§ Exercise objective: Read the lines of the data below and retrieve those with "QueryBuilder".

════════════════

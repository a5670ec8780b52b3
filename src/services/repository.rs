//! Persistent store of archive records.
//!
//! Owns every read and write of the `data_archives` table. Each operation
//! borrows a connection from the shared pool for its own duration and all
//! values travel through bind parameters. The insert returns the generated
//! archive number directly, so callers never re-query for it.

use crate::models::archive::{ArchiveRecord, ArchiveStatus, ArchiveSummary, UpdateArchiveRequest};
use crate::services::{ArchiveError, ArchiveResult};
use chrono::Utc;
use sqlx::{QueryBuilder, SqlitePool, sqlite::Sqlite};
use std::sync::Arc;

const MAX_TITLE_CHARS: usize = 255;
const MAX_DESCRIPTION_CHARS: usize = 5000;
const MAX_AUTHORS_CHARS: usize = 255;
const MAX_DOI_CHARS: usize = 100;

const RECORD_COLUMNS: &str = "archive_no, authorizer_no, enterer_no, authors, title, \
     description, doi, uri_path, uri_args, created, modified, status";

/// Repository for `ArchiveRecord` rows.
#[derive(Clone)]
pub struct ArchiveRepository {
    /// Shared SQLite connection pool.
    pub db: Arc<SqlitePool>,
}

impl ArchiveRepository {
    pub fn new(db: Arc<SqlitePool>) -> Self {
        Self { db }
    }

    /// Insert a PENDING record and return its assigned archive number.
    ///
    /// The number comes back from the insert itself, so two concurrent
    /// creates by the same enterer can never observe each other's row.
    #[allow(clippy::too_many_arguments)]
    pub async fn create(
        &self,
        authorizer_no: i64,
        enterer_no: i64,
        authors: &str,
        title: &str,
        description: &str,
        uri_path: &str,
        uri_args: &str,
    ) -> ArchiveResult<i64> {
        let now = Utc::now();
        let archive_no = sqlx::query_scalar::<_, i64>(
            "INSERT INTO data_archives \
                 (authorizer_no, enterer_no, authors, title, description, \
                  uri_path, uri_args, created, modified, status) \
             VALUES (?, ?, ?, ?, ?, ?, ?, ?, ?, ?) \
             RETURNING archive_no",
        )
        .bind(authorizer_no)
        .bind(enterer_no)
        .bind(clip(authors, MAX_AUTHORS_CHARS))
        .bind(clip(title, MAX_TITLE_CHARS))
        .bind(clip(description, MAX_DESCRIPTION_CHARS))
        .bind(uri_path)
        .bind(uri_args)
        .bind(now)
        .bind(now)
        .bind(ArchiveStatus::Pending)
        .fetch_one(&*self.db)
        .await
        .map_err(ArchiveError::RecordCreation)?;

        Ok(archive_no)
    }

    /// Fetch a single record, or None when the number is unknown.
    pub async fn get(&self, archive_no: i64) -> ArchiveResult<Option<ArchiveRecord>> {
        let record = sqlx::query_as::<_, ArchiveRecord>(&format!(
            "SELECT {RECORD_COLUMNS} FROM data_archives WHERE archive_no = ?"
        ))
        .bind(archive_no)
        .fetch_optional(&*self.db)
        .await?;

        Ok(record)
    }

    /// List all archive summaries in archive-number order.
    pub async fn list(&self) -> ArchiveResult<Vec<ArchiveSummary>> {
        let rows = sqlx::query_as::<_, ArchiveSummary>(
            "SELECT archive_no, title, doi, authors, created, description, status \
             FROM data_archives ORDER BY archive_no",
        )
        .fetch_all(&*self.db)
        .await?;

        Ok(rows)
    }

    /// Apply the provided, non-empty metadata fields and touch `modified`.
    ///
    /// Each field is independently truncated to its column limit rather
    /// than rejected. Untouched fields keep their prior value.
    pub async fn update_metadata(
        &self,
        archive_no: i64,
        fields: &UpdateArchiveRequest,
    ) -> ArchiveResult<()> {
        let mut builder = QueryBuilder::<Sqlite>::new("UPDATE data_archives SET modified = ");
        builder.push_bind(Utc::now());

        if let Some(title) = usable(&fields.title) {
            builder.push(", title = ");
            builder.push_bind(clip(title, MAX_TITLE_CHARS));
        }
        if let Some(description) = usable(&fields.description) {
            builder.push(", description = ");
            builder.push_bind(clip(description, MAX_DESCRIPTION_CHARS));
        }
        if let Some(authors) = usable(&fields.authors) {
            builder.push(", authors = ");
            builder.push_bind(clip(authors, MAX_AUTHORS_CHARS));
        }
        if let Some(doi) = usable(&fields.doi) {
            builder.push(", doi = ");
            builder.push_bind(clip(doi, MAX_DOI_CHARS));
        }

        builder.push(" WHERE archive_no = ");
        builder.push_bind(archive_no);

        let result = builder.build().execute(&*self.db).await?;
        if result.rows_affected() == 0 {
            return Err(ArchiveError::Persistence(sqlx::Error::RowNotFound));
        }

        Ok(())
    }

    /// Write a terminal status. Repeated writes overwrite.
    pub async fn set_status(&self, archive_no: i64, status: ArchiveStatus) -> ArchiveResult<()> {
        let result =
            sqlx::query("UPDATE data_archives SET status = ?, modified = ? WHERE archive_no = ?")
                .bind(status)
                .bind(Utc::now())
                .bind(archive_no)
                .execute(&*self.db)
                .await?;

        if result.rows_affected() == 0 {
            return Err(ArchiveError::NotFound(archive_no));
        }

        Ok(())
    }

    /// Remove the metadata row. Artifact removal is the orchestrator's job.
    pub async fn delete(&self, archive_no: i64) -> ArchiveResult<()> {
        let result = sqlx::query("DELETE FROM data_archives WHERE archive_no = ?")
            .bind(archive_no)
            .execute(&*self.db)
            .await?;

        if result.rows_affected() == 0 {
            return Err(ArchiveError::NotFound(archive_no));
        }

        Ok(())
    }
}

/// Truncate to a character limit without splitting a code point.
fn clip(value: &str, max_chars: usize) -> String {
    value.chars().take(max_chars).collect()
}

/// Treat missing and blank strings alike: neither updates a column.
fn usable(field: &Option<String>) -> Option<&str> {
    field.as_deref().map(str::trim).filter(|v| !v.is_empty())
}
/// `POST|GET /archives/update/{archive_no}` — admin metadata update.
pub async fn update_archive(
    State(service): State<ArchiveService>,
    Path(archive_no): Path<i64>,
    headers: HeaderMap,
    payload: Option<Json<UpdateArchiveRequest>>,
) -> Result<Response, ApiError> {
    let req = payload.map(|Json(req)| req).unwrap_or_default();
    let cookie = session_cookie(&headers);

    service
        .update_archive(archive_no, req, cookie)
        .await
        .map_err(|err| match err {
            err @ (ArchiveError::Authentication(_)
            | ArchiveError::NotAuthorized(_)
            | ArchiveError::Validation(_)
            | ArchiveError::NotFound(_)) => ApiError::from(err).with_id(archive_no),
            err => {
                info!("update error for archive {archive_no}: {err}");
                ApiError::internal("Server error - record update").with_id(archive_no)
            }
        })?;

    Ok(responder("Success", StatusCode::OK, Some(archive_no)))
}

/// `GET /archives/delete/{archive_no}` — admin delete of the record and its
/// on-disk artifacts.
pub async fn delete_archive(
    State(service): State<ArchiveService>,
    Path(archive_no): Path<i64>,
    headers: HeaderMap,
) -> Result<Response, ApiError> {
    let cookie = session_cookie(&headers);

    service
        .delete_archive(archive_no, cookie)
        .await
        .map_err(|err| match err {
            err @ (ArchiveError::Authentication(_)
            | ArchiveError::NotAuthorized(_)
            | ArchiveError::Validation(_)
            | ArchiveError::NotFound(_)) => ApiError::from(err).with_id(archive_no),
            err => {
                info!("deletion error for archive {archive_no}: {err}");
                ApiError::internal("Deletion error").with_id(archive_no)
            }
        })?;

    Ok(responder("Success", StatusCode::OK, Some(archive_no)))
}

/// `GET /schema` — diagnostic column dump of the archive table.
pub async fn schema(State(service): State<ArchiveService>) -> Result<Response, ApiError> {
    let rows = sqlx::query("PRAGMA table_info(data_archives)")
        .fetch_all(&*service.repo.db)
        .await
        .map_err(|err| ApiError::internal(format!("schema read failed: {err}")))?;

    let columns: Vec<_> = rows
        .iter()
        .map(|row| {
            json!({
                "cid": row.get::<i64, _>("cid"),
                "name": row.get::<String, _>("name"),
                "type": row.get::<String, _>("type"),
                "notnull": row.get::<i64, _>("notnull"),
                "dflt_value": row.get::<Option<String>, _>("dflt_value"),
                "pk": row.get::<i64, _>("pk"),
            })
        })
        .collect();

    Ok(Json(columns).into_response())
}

════════════════

§ Response to the exercise:
use sqlx::{QueryBuilder, SqlitePool, sqlite::Sqlite};
        let mut builder = QueryBuilder::<Sqlite>::new("UPDATE data_archives SET modified = ");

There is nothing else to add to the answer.